Basically, the Filter interface defines a single method, evaluate, which takes an object to evaluate as an argument and returns true if the specified object satisfies the criteria defined by the filter, or false if it doesn't.

This mechanism is very flexible, as it allows you to filter your cached objects any way you want. For example, it would be quite simple to implement a filter that can be used to retrieve all the account transactions in a specific period:

public class TransactionFilter implements Filter {
private Long m_accountId;
private Date m_from;
private Date m_to;
public TransactionFilter(Long accountId, Date from, Date to) {
m_accountId = accountId;
m_from = from;
m_to = to;
}
public boolean evaluate(Object o) {
Transaction tx = (Transaction) o;
return tx.getId().getAccountId().equals(m_accountId)
&& tx.getTime().compareTo(from) >= 0
&& tx.getTime().compareTo(to) <= 0;
}
}

While the previous sample filter implementation is perfectly valid and will return correct results if executed against the transactions cache, it would be very cumbersome if you had to define every single query criterion in the application by implementing a custom filter class as we did previously.

Fortunately, Coherence provides a number of built-in filters that make custom filter implementation unnecessary in the vast majority of cases.

Built-in filters

Most queries can be expressed in terms of object attributes and standard logical and relational operators, such as AND, OR, equals, less than, greater than, and so on. For example, if we wanted to find all the transactions for an account, it would be much easier if we could just execute the query analogous to the select * from Transactions where account_id = 123 SQL statement than to write a custom filter that checks if the accountId attribute is equal to 123.

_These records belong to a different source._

//! User repository

use crate::error::{LibraryError, Result};
use crate::storage::models::{NewUser, User};
use crate::storage::repo::Repository;
use async_trait::async_trait;
use sqlx::SqlitePool;

/// CRUD operations for the Users table
#[derive(Debug, Clone)]
pub struct UserRepo {
    pool: SqlitePool,
}

impl UserRepo {
    pub fn new(pool: &SqlitePool) -> Self {
        Self { pool: pool.clone() }
    }

    /// Find a user by email address (the login identifier)
    pub async fn find_by_email(&self, email: &str) -> Result<Option<User>> {
        let user = sqlx::query_as::<_, User>("SELECT * FROM Users WHERE email = ?")
            .bind(email)
            .fetch_optional(&self.pool)
            .await?;

        Ok(user)
    }
}

#[async_trait]
impl Repository for UserRepo {
    type Entity = User;
    type New = NewUser;

    async fn create(&self, new: &NewUser) -> Result<User> {
        let mut tx = self.pool.begin().await?;

        let result = sqlx::query(
            "INSERT INTO Users (name, email, phone, address) VALUES (?, ?, ?, ?)",
        )
        .bind(&new.name)
        .bind(&new.email)
        .bind(&new.phone)
        .bind(&new.address)
        .execute(&mut *tx)
        .await?;

        let user = sqlx::query_as::<_, User>("SELECT * FROM Users WHERE user_id = ?")
            .bind(result.last_insert_rowid())
            .fetch_one(&mut *tx)
            .await?;

        tx.commit().await?;
        Ok(user)
    }

    async fn get_by_id(&self, id: i64) -> Result<Option<User>> {
        let user = sqlx::query_as::<_, User>("SELECT * FROM Users WHERE user_id = ?")
            .bind(id)
            .fetch_optional(&self.pool)
            .await?;

        Ok(user)
    }

    async fn get_all(&self) -> Result<Vec<User>> {
        let users = sqlx::query_as::<_, User>("SELECT * FROM Users")
            .fetch_all(&self.pool)
            .await?;

        Ok(users)
    }

    async fn update(&self, user: &User) -> Result<()> {
        let mut tx = self.pool.begin().await?;

        let result = sqlx::query(
            "UPDATE Users SET name = ?, email = ?, phone = ?, address = ? WHERE user_id = ?",
        )
        .bind(&user.name)
        .bind(&user.email)
        .bind(&user.phone)
        .bind(&user.address)
        .bind(user.user_id)
        .execute(&mut *tx)
        .await?;

        if result.rows_affected() == 0 {
            return Err(LibraryError::not_found(format!("user {}", user.user_id)));
        }

        tx.commit().await?;
        Ok(())
    }

    async fn delete(&self, id: i64) -> Result<bool> {
        let mut tx = self.pool.begin().await?;

        let result = sqlx::query("DELETE FROM Users WHERE user_id = ?")
            .bind(id)
            .execute(&mut *tx)
            .await?;

        tx.commit().await?;
        Ok(result.rows_affected() > 0)
    }
}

The good news is that Coherence has a number of built-in filters that allow us to do exactly that. The following table lists all the filters from the com.tangosol.util.filter package that you can use to construct custom queries:

Filter Class

Description

EqualsFilter

Compares two values for equality.

NotEqualsFilter

Compares two values for inequality.

IsNullFilter

Checks if the value is null.

IsNotNullFilter

Checks if the value is not null.

LessFilter

Checks if the first value is smaller than the second value.

LessEqualsFilter

Checks if the first value is smaller than or equal to the second value.

GreaterFilter

Checks if the first value is greater than the second value.

GreaterEqualsFilter

Checks if the first value is greater than or equal to the second value.

BetweenFilter

Checks if the value is within certain range.

LikeFilter

Checks if the value matches specified pattern, similar to the SQL LIKE operator.

InFilter

Checks if the value is within a specified collection.

InKeySetFilter

Checks if the entry key is within a specified collection.

ContainsFilter

Checks if the collection contains a specified element.

ContainsAllFilter

Checks if the collection contains all of the elements from another collection.

ContainsAnyFilter

Checks if the collection contains any of the elements from another collection.

AndFilter

Returns the logical and of two other filters.

OrFilter

Returns the logical or of two other filters.

XorFilter

Returns the logical exclusive or of two other filters.

NotFilter

Negates the results of another filter.

LimitFilter

Allows paging through the results of another filter.

AlwaysFilter

Returns true.

NeverFilter

Returns false.

AllFilter

Returns logical and of all filters in a filter array.

AnyFilter

Returns logical or of all filters in a filter array.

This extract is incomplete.